FAITS DIVERS EN 1839

1839 A.D. 2 Op 1120

1. Acte de dévouement

Relation de préfet
Le 4 novembre 1839, Rose Colomines, âgée de 17 ans, de Corsavy, a sauvé Jean Délos, père de famille, qui était tombé dans le Riuferrer, près d’un moulin et que la rapidité de l’eau l’avait déjà entraîné fort loin, lorsque la jeune Rose Colomines, sans consulter ses faibles forces, s’élança dans la rivière et parvint à l’en retirer
Le Préfet

2. Chute dans la Fou

Lettre du maire, Jean Tixador, au sous-préfet

Corsavy le 6 janvier 1840

Monsieur le Sous-Préfet

Je viens encore vous signaler un malheureux accident arrivé le 4 du curant à la nommée Barboteu Marie, fille, âgée de 17 ans.

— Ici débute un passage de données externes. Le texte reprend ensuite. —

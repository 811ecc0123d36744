//! Commerce gateway GraphQL client.
//!
//! # Architecture
//!
//! - Uses `graphql-client` crate for type-safe GraphQL queries
//! - The gateway is the source of truth - NO local sync, direct API calls
//! - Nothing is cached: checkout totals and funding balances move under
//!   concurrent use, so every render re-fetches
//!
//! # Error mapping
//!
//! Transport and protocol failures become [`GatewayError`] variants.
//! Validation failures the gateway attaches to a mutation payload become
//! [`GatewayError::Fields`], which callers can match on by error code
//! (see [`error_codes`]).
//!
//! # Example
//!
//! ```rust,ignore
//! use koufeta_storefront::gateway::GatewayClient;
//!
//! let client = GatewayClient::new(&config.gateway)?;
//!
//! // Fetch a checkout summary for rendering
//! let summary = client.checkout_summary(&checkout_id).await?;
//! ```

mod client;
mod conversions;
mod queries;
pub mod types;

pub use client::GatewayClient;
pub use conversions::ConversionError;
pub use types::*;

use thiserror::Error;

/// Errors that can occur when talking to the commerce gateway.
#[derive(Debug, Error)]
pub enum GatewayError {
    /// HTTP request failed.
    #[error("HTTP error: {0}")]
    Http(#[from] reqwest::Error),

    /// GraphQL query returned errors.
    #[error("GraphQL errors: {}", format_graphql_errors(.0))]
    GraphQL(Vec<GraphQLError>),

    /// JSON parsing failed.
    #[error("JSON parse error: {0}")]
    Parse(#[from] serde_json::Error),

    /// Resource not found.
    #[error("Not found: {0}")]
    NotFound(String),

    /// Rate limited by the gateway.
    #[error("Rate limited, retry after {0} seconds")]
    RateLimited(u64),

    /// Validation errors attached to a mutation payload.
    #[error("Validation errors: {}", format_field_errors(.0))]
    Fields(Vec<FieldError>),

    /// A response did not fit the storefront's domain types.
    #[error(transparent)]
    Conversion(#[from] ConversionError),
}

/// A GraphQL error returned by the gateway.
#[derive(Debug, Clone)]
pub struct GraphQLError {
    /// Error message.
    pub message: String,
    /// Source locations in the query.
    pub locations: Vec<GraphQLErrorLocation>,
    /// Path to the error in the response.
    pub path: Vec<serde_json::Value>,
}

/// Location in a GraphQL query where an error occurred.
#[derive(Debug, Clone)]
pub struct GraphQLErrorLocation {
    /// Line number (1-indexed).
    pub line: i64,
    /// Column number (1-indexed).
    pub column: i64,
}

fn format_graphql_errors(errors: &[GraphQLError]) -> String {
    if errors.is_empty() {
        return "(no error details provided)".to_string();
    }

    errors
        .iter()
        .enumerate()
        .map(|(i, e)| {
            let mut parts = Vec::new();

            if !e.message.is_empty() {
                parts.push(e.message.clone());
            }

            if !e.path.is_empty() {
                let path_str = e
                    .path
                    .iter()
                    .map(|p| match p {
                        serde_json::Value::String(s) => s.clone(),
                        other => other.to_string(),
                    })
                    .collect::<Vec<_>>()
                    .join(".");
                parts.push(format!("path: {path_str}"));
            }

            if !e.locations.is_empty() {
                let loc = &e.locations[0];
                parts.push(format!("at line {}:{}", loc.line, loc.column));
            }

            if parts.is_empty() {
                format!("[error {}]: (no details)", i + 1)
            } else {
                parts.join(" ")
            }
        })
        .collect::<Vec<_>>()
        .join("; ")
}

fn format_field_errors(errors: &[FieldError]) -> String {
    if errors.is_empty() {
        return "(no error details provided)".to_string();
    }

    errors
        .iter()
        .map(|e| match &e.field {
            Some(field) => format!("{field}: {}", e.message),
            None => e.message.clone(),
        })
        .collect::<Vec<_>>()
        .join("; ")
}

#[cfg(test)]
mod tests {
    use super::*;

    #[test]
    fn test_gateway_error_display() {
        let err = GatewayError::NotFound("checkout Q2hlY2tvdXQ6MQ==".to_string());
        assert_eq!(err.to_string(), "Not found: checkout Q2hlY2tvdXQ6MQ==");
    }

    #[test]
    fn test_graphql_error_formatting() {
        let errors = vec![
            GraphQLError {
                message: "Field not found".to_string(),
                locations: vec![],
                path: vec![],
            },
            GraphQLError {
                message: "Invalid ID".to_string(),
                locations: vec![],
                path: vec![],
            },
        ];
        let err = GatewayError::GraphQL(errors);
        assert_eq!(
            err.to_string(),
            "GraphQL errors: Field not found; Invalid ID"
        );
    }

    #[test]
    fn test_graphql_error_empty_messages() {
        // Empty message but with path and location info
        let errors = vec![GraphQLError {
            message: String::new(),
            locations: vec![GraphQLErrorLocation { line: 5, column: 10 }],
            path: vec![
                serde_json::Value::String("checkout".to_string()),
                serde_json::Value::Number(0.into()),
            ],
        }];
        let err = GatewayError::GraphQL(errors);
        assert_eq!(
            err.to_string(),
            "GraphQL errors: path: checkout.0 at line 5:10"
        );
    }

    #[test]
    fn test_graphql_error_no_details() {
        let errors = vec![GraphQLError {
            message: String::new(),
            locations: vec![],
            path: vec![],
        }];
        let err = GatewayError::GraphQL(errors);
        assert_eq!(err.to_string(), "GraphQL errors: [error 1]: (no details)");
    }

    #[test]
    fn test_graphql_error_empty_vec() {
        let err = GatewayError::GraphQL(vec![]);
        assert_eq!(
            err.to_string(),
            "GraphQL errors: (no error details provided)"
        );
    }

    #[test]
    fn test_rate_limited_error() {
        let err = GatewayError::RateLimited(60);
        assert_eq!(err.to_string(), "Rate limited, retry after 60 seconds");
    }

    #[test]
    fn test_field_errors_with_and_without_field_paths() {
        let err = GatewayError::Fields(vec![
            FieldError {
                field: Some("address.postalCode".to_string()),
                message: "Invalid postal code".to_string(),
                code: "INVALID".to_string(),
            },
            FieldError {
                field: None,
                message: "Checkout has expired".to_string(),
                code: "EXPIRED".to_string(),
            },
        ]);
        assert_eq!(
            err.to_string(),
            "Validation errors: address.postalCode: Invalid postal code; Checkout has expired"
        );
    }
}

Au moment où elle se retirait des précipices de la Fou, avec un petit fagot de buis, elle fit un faux pas qui la fit précipiter dans l’épouvantable abîme ; une partie de ses amies qui avaient été chercher du bois avec elles disent n’avoir entendu qu’un cri : haï !, d’autres disent l’avoir vue passer au-dessus de leur tête et tomber dans l’abîme. Environ une heure après le bruit se répandit dans la commune, 4 ou 5 jeunes gens se transportèrent avec moi sur les lieux. On descendit de suite dans la rivière pour y faire des recherches, environ une demi-heure après huit ou dix autres personnes arrivent qui se joignirent aux premiers et suivirent la rivière sans pouvoir découvrir aucune trace de cette malheureuse jeune fille. On se décida alors à remonter là où elle était tombée, on trouva le fagot sur un espèce de bosquet, on suivit la direction du fagot qui leur fit découvrir son mouchoir et des cheveux sur le tronc d’un arbre ; on présuma d’après ces indices qu’elle devrait être plus bas, on y descendit sans pour autant rien découvrir. Ces recherches commencèrent vers 11 heures du matin et furent inutilement poursuivies jusqu’à 4 heures du soir ; je crus prudent alors de faire retirer des précipices tout le monde parce qu’un plus long séjour aurait pu occasionner quelque autre fâcheux accident à cause de l’obscurité de la nuit qui s’approchait.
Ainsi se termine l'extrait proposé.